In fact, the one out-of-step
item in this cavalcade of whimsy and wish-fulfilment is Star Trek
itself. Abrams, rather infamously, came out as a non-Trekkie before the
2009 film was released, and earned himself plenty of nasty looks and
outright suspicion from the notoriously committed Star Trek fan base.
(Sample any chatroom or comment thread and you'll see what I mean.) You
sense that, on some level, he's been frantically back-pedalling ever
since, though the stream of critical hosannas and $386m worldwide box
office for what was the 11th Star Trek feature film deflected a large
chunk of the scorn.
The otherwise incredibly affable Abrams
comes close to a touch of asperity when mulling over the experience.

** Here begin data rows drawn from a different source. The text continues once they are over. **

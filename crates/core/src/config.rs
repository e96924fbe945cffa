use std::env;
use std::path::PathBuf;
use std::time::Duration;

use serde::{Deserialize, Serialize};

/// Load .env file (silently ignores if missing).
pub fn load_dotenv() {
    dotenvy::dotenv().ok();
}

fn env_or(key: &str, default: &str) -> String {
    env::var(key).unwrap_or_else(|_| default.to_string())
}

fn env_opt(key: &str) -> Option<String> {
    env::var(key).ok().filter(|s| !s.is_empty())
}

/// Read a profiled env var: tries {PROFILE}_{KEY} first, falls back to {KEY}.
fn profiled_env_opt(profile: &str, key: &str) -> Option<String> {
    if !profile.is_empty() {
        let prefixed = format!("{}_{}", profile, key);
        if let Some(v) = env_opt(&prefixed) {
            return Some(v);
        }
    }
    env_opt(key)
}

fn profiled_env_or(profile: &str, key: &str, default: &str) -> String {
    profiled_env_opt(profile, key).unwrap_or_else(|| default.to_string())
}

fn profiled_env_u16(profile: &str, key: &str, default: u16) -> u16 {
    profiled_env_opt(profile, key)
        .and_then(|v| v.parse().ok())
        .unwrap_or(default)
}

fn profiled_env_u32(profile: &str, key: &str, default: u32) -> u32 {
    profiled_env_opt(profile, key)
        .and_then(|v| v.parse().ok())
        .unwrap_or(default)
}

fn profiled_env_u64(profile: &str, key: &str, default: u64) -> u64 {
    profiled_env_opt(profile, key)
        .and_then(|v| v.parse().ok())
        .unwrap_or(default)
}

fn profiled_env_bool(profile: &str, key: &str, default: bool) -> bool {
    match profiled_env_opt(profile, key).as_deref() {
        Some("true") | Some("1") | Some("yes") => true,
        Some("false") | Some("0") | Some("no") => false,
        _ => default,
    }
}

// ── Top-level config ──────────────────────────────────────────

#[derive(Debug, Clone, Serialize, Deserialize)]
pub struct Config {
    /// Active profile name (empty = default).
    pub profile: String,
    pub server: ServerConfig,
    pub postgres: PostgresConfig,
    pub evaluator: EvaluatorConfig,
    pub seed: SeedConfig,
}

impl Config {
    /// Build config from environment variables (call `load_dotenv()` first).
    /// Profile is read from `ATTACKWATCH_PROFILE`. When set (e.g. `PROD`),
    /// every key is first looked up as `{PROFILE}_{KEY}`, falling back to `{KEY}`.
    pub fn from_env() -> Self {
        let profile = env_or("ATTACKWATCH_PROFILE", "").to_uppercase();
        Self::for_profile(&profile)
    }

    /// Build config for a specific named profile (empty string = default).
    pub fn for_profile(profile: &str) -> Self {
        let p = profile.to_uppercase();
        let p = p.as_str();
        Self {
            profile: p.to_string(),
            server: ServerConfig::from_env_profiled(p),
            postgres: PostgresConfig::from_env_profiled(p),
            evaluator: EvaluatorConfig::from_env_profiled(p),
            seed: SeedConfig::from_env_profiled(p),
        }
    }

    pub fn profile_label(&self) -> &str {
        if self.profile.is_empty() { "default" } else { &self.profile }
    }

    /// Print a redacted summary for startup logs.
    pub fn log_summary(&self) {
        tracing::info!("Config loaded (profile: {}):", self.profile_label());
        tracing::info!("  server:      {}:{}", self.server.host, self.server.port);
        tracing::info!(
            "  postgres:    host={}, db={}, configured={}",
            self.postgres.host,
            self.postgres.database,
            self.postgres.is_configured()
        );
        tracing::info!(
            "  evaluator:   enabled={}, interval={}s, store_timeout={}ms",
            self.evaluator.enabled,
            self.evaluator.interval_secs,
            self.evaluator.store_timeout_ms
        );
        tracing::info!(
            "  seed:        rules_file={}",
            self.seed
                .rules_file
                .as_ref()
                .map(|p| p.display().to_string())
                .unwrap_or_else(|| "(none)".to_string())
        );
    }
}

// ── Server ────────────────────────────────────────────────────

#[derive(Debug, Clone, Serialize, Deserialize)]
pub struct ServerConfig {
    pub host: String,
    pub port: u16,
    pub cors_origin: String,
}

impl ServerConfig {
    fn from_env_profiled(p: &str) -> Self {
        Self {
            host: profiled_env_or(p, "HOST", "0.0.0.0"),
            port: profiled_env_u16(p, "PORT", 3001),
            cors_origin: profiled_env_or(p, "CORS_ORIGIN", "*"),
        }
    }

    pub fn bind_addr(&self) -> String {
        format!("{}:{}", self.host, self.port)
    }
}

// ── PostgreSQL ────────────────────────────────────────────────

#[derive(Debug, Clone, Serialize, Deserialize)]
pub struct PostgresConfig {
    pub host: String,
    pub port: u16,
    pub database: String,
    pub username: Option<String>,
    pub password: Option<String>,
    pub ssl_mode: String,
    pub max_connections: u32,
}

impl PostgresConfig {
    fn from_env_profiled(p: &str) -> Self {
        Self {
            host: profiled_env_or(p, "PG_HOST", "localhost"),
            port: profiled_env_u16(p, "PG_PORT", 5432),
            database: profiled_env_or(p, "PG_DATABASE", "attackwatch"),
            username: profiled_env_opt(p, "PG_USERNAME"),
            password: profiled_env_opt(p, "PG_PASSWORD"),
            ssl_mode: profiled_env_or(p, "PG_SSL_MODE", "prefer"),
            max_connections: profiled_env_u32(p, "PG_MAX_CONNECTIONS", 10),
        }
    }

    pub fn connection_string(&self) -> String {
        let user = self.username.as_deref().unwrap_or("postgres");
        let pass = self.password.as_deref().unwrap_or("");
        format!(
            "postgres://{}:{}@{}:{}/{}?sslmode={}",
            user, pass, self.host, self.port, self.database, self.ssl_mode
        )
    }

    pub fn is_configured(&self) -> bool {
        self.username.is_some()
    }
}

// ── Rule evaluation ───────────────────────────────────────────

#[derive(Debug, Clone, Serialize, Deserialize)]
pub struct EvaluatorConfig {
    /// Run the background evaluation loop.
    pub enabled: bool,
    pub interval_secs: u64,
    /// Upper bound for every individual store call made during a pass.
    pub store_timeout_ms: u64,
    pub audit_log_max_entries: usize,
}

impl EvaluatorConfig {
    fn from_env_profiled(p: &str) -> Self {
        Self {
            enabled: profiled_env_bool(p, "EVAL_ENABLED", true),
            interval_secs: profiled_env_u64(p, "EVAL_INTERVAL_SECS", 60).max(1),
            store_timeout_ms: profiled_env_u64(p, "EVAL_STORE_TIMEOUT_MS", 5_000),
            audit_log_max_entries: profiled_env_u32(p, "AUDIT_LOG_MAX_ENTRIES", 500) as usize,
        }
    }

    pub fn interval(&self) -> Duration {
        Duration::from_secs(self.interval_secs)
    }

    pub fn store_timeout(&self) -> Duration {
        Duration::from_millis(self.store_timeout_ms)
    }
}

impl Default for EvaluatorConfig {
    fn default() -> Self {
        Self {
            enabled: true,
            interval_secs: 60,
            store_timeout_ms: 5_000,
            audit_log_max_entries: 500,
        }
    }
}

// ── Seeding ───────────────────────────────────────────────────

#[derive(Debug, Clone, Serialize, Deserialize)]
pub struct SeedConfig {
    /// YAML file with rule definitions created at startup.
    pub rules_file: Option<PathBuf>,
}

impl SeedConfig {
    fn from_env_profiled(p: &str) -> Self {
        Self {
            rules_file: profiled_env_opt(p, "RULES_SEED_FILE").map(PathBuf::from),
        }
    }
}

#[cfg(test)]
mod tests {
    use super::*;

    #[test]
    fn evaluator_defaults() {
        let cfg = EvaluatorConfig::default();
        assert_eq!(cfg.interval(), Duration::from_secs(60));
        assert_eq!(cfg.store_timeout(), Duration::from_millis(5_000));
        assert_eq!(cfg.audit_log_max_entries, 500);
    }

    #[test]
    fn connection_string_falls_back_to_postgres_user() {
        let pg = PostgresConfig {
            host: "db".into(),
            port: 5433,
            database: "attackwatch".into(),
            username: None,
            password: None,
            ssl_mode: "disable".into(),
            max_connections: 5,
        };
        assert_eq!(
            pg.connection_string(),
            "postgres://postgres:@db:5433/attackwatch?sslmode=disable"
        );
        assert!(!pg.is_configured());
    }
}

"Here's the thing: it definitely put some fans off, and annoyed them. I
think they think it's me saying, 'I'm better than you.' But I'm not
saying that at all. I am saying that I do not think I was as smart and
sophisticated as my friends who loved the show. So I didn't get it,Solar
Sister is a network of women who sell plasticcard
to communities that don't have access to electricity. it doesn't mean
I'm judging anyone. I have come to love it working on it, but it would
be disingenuous of me to say I was a Trek fan. I would rather be honest,
and hopefully those fans who see what we've done will say: 'I'm glad
the movies have been made and, if anyone cares at all, he's come to love
the thing I loved for so long. Better late than never.'
"There
are fans though who, whatever I do, it won't work for them, because it's
not exactly what they know and love. I get it C I wish that they would
love the movie, but we can't make it for everyone. So for anyone who
didn't like the first one C well, they don't have to see this one."
Golly; so riled is Abrams that he has committed a Hollywood solecism C
you never tell anyone not to come. But the Hollywood operator quickly
kicks back in. "But of course I hope they like it; thousands of people
have worked on the movie, a lot of people hours are invested in
entertaining you, and they have done an extraordinary job."